┌─ Data for processing
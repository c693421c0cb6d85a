use serde::Serialize;

use crate::error::{Error, Result};
use crate::vector::{FeatureVector, MAX_FEATURE_MAGNITUDE};

pub trait DistanceCalculator: Send + Sync {
    fn name(&self) -> &'static str;

    fn calculate(&self, a: &[f64], b: &[f64]) -> Result<f64>;
}

fn check_inputs(a: &[f64], b: &[f64]) -> Result<()> {
    if a.len() != b.len() {
        return Err(Error::DimensionMismatch {
            left: a.len(),
            right: b.len(),
        });
    }
    for (i, x) in a.iter().chain(b.iter()).enumerate() {
        if !x.is_finite() || x.abs() > MAX_FEATURE_MAGNITUDE {
            let field = format!("component {}", i % a.len());
            return Err(Error::malformed(field, format!("is out of range ({x})")));
        }
    }
    Ok(())
}

/// Largest absolute component across both slices; 0 only if all are zero.
fn max_abs(values: impl Iterator<Item = f64>) -> f64 {
    values.fold(0.0, |m, x| m.max(x.abs()))
}

// Differences are taken on inputs scaled into [-1, 1] and the scale is
// applied once at the end, so squares neither overflow nor underflow.

pub struct EuclideanDistance;

impl DistanceCalculator for EuclideanDistance {
    fn name(&self) -> &'static str {
        "euclidean"
    }

    fn calculate(&self, a: &[f64], b: &[f64]) -> Result<f64> {
        check_inputs(a, b)?;
        let scale = max_abs(a.iter().chain(b.iter()).copied());
        if scale == 0.0 {
            return Ok(0.0);
        }
        let squares = a.iter().zip(b.iter()).map(|(x, y)| (x / scale - y / scale).powi(2));
        Ok(scale * squares.sum::<f64>().sqrt())
    }
}

pub struct ManhattanDistance;

impl DistanceCalculator for ManhattanDistance {
    fn name(&self) -> &'static str {
        "manhattan"
    }

    fn calculate(&self, a: &[f64], b: &[f64]) -> Result<f64> {
        check_inputs(a, b)?;
        let scale = max_abs(a.iter().chain(b.iter()).copied());
        if scale == 0.0 {
            return Ok(0.0);
        }
        let diffs = a.iter().zip(b.iter()).map(|(x, y)| (x / scale - y / scale).abs());
        Ok(scale * diffs.sum::<f64>())
    }
}

/// `1 - cos(a, b)`.
///
/// A zero-magnitude vector has no direction, so its similarity to anything
/// is taken as 0 and the distance is 1. Each vector is divided by its own
/// largest component first, so any nonzero vector has a norm of at least 1.
/// Similarity is clamped to [-1, 1] to absorb rounding, which keeps the
/// distance inside [0, 2].
pub struct CosineDistance;

impl DistanceCalculator for CosineDistance {
    fn name(&self) -> &'static str {
        "cosine"
    }

    fn calculate(&self, a: &[f64], b: &[f64]) -> Result<f64> {
        check_inputs(a, b)?;
        let scale_a = max_abs(a.iter().copied());
        let scale_b = max_abs(b.iter().copied());
        if scale_a == 0.0 || scale_b == 0.0 {
            return Ok(1.0);
        }

        let mut dot = 0.0;
        let mut norm_a = 0.0;
        let mut norm_b = 0.0;
        for (x, y) in a.iter().zip(b.iter()) {
            let (x, y) = (x / scale_a, y / scale_b);
            dot += x * y;
            norm_a += x * x;
            norm_b += y * y;
        }
        let similarity = (dot / (norm_a.sqrt() * norm_b.sqrt())).clamp(-1.0, 1.0);
        Ok(1.0 - similarity)
    }
}

/// The three distances between a seed and one candidate.
#[derive(Clone, Copy, Debug, Default, PartialEq, Serialize)]
pub struct DistanceTriple {
    pub euclidean: f64,
    pub manhattan: f64,
    pub cosine: f64,
}

pub fn compute_distances_raw(a: &[f64], b: &[f64]) -> Result<DistanceTriple> {
    Ok(DistanceTriple {
        euclidean: EuclideanDistance.calculate(a, b)?,
        manhattan: ManhattanDistance.calculate(a, b)?,
        cosine: CosineDistance.calculate(a, b)?,
    })
}

pub fn compute_distances(
    seed: &FeatureVector,
    candidate: &FeatureVector,
) -> Result<DistanceTriple> {
    compute_distances_raw(seed.as_slice(), candidate.as_slice())
}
└─
About this task: Return each entry without altering a single word.

Task output:
repository c693421c0cb6d85a
use serde::Serialize;

use crate::error::{Error, Result};
use crate::vector::{FeatureVector, MAX_FEATURE_MAGNITUDE};

pub trait DistanceCalculator: Send + Sync {
    fn name(&self) -> &'static str;

    fn calculate(&self, a: &[f64], b: &[f64]) -> Result<f64>;
}

fn check_inputs(a: &[f64], b: &[f64]) -> Result<()> {
    if a.len() != b.len() {
        return Err(Error::DimensionMismatch {
            left: a.len(),
            right: b.len(),
        });
    }
    for (i, x) in a.iter().chain(b.iter()).enumerate() {
        if !x.is_finite() || x.abs() > MAX_FEATURE_MAGNITUDE {
            let field = format!("component {}", i % a.len());
            return Err(Error::malformed(field, format!("is out of range ({x})")));
        }
    }
    Ok(())
}

/// Largest absolute component across both slices; 0 only if all are zero.
fn max_abs(values: impl Iterator<Item = f64>) -> f64 {
    values.fold(0.0, |m, x| m.max(x.abs()))
}

// Differences are taken on inputs scaled into [-1, 1] and the scale is
// applied once at the end, so squares neither overflow nor underflow.

pub struct EuclideanDistance;

impl DistanceCalculator for EuclideanDistance {
    fn name(&self) -> &'static str {
        "euclidean"
    }

    fn calculate(&self, a: &[f64], b: &[f64]) -> Result<f64> {
        check_inputs(a, b)?;
        let scale = max_abs(a.iter().chain(b.iter()).copied());
        if scale == 0.0 {
            return Ok(0.0);
        }
        let squares = a.iter().zip(b.iter()).map(|(x, y)| (x / scale - y / scale).powi(2));
        Ok(scale * squares.sum::<f64>().sqrt())
    }
}

pub struct ManhattanDistance;

impl DistanceCalculator for ManhattanDistance {
    fn name(&self) -> &'static str {
        "manhattan"
    }

    fn calculate(&self, a: &[f64], b: &[f64]) -> Result<f64> {
        check_inputs(a, b)?;
        let scale = max_abs(a.iter().chain(b.iter()).copied());
        if scale == 0.0 {
            return Ok(0.0);
        }
        let diffs = a.iter().zip(b.iter()).map(|(x, y)| (x / scale - y / scale).abs());
        Ok(scale * diffs.sum::<f64>())
    }
}

/// `1 - cos(a, b)`.
///
/// A zero-magnitude vector has no direction, so its similarity to anything
/// is taken as 0 and the distance is 1. Each vector is divided by its own
/// largest component first, so any nonzero vector has a norm of at least 1.
/// Similarity is clamped to [-1, 1] to absorb rounding, which keeps the
/// distance inside [0, 2].
pub struct CosineDistance;

impl DistanceCalculator for CosineDistance {
    fn name(&self) -> &'static str {
        "cosine"
    }

    fn calculate(&self, a: &[f64], b: &[f64]) -> Result<f64> {
        check_inputs(a, b)?;
        let scale_a = max_abs(a.iter().copied());
        let scale_b = max_abs(b.iter().copied());
        if scale_a == 0.0 || scale_b == 0.0 {
            return Ok(1.0);
        }

        let mut dot = 0.0;
        let mut norm_a = 0.0;
        let mut norm_b = 0.0;
        for (x, y) in a.iter().zip(b.iter()) {
            let (x, y) = (x / scale_a, y / scale_b);
            dot += x * y;
            norm_a += x * x;
            norm_b += y * y;
        }
        let similarity = (dot / (norm_a.sqrt() * norm_b.sqrt())).clamp(-1.0, 1.0);
        Ok(1.0 - similarity)
    }
}

/// The three distances between a seed and one candidate.
#[derive(Clone, Copy, Debug, Default, PartialEq, Serialize)]
pub struct DistanceTriple {
    pub euclidean: f64,
    pub manhattan: f64,
    pub cosine: f64,
}

pub fn compute_distances_raw(a: &[f64], b: &[f64]) -> Result<DistanceTriple> {
    Ok(DistanceTriple {
        euclidean: EuclideanDistance.calculate(a, b)?,
        manhattan: ManhattanDistance.calculate(a, b)?,
        cosine: CosineDistance.calculate(a, b)?,
    })
}

pub fn compute_distances(
    seed: &FeatureVector,
    candidate: &FeatureVector,
) -> Result<DistanceTriple> {
    compute_distances_raw(seed.as_slice(), candidate.as_slice())
}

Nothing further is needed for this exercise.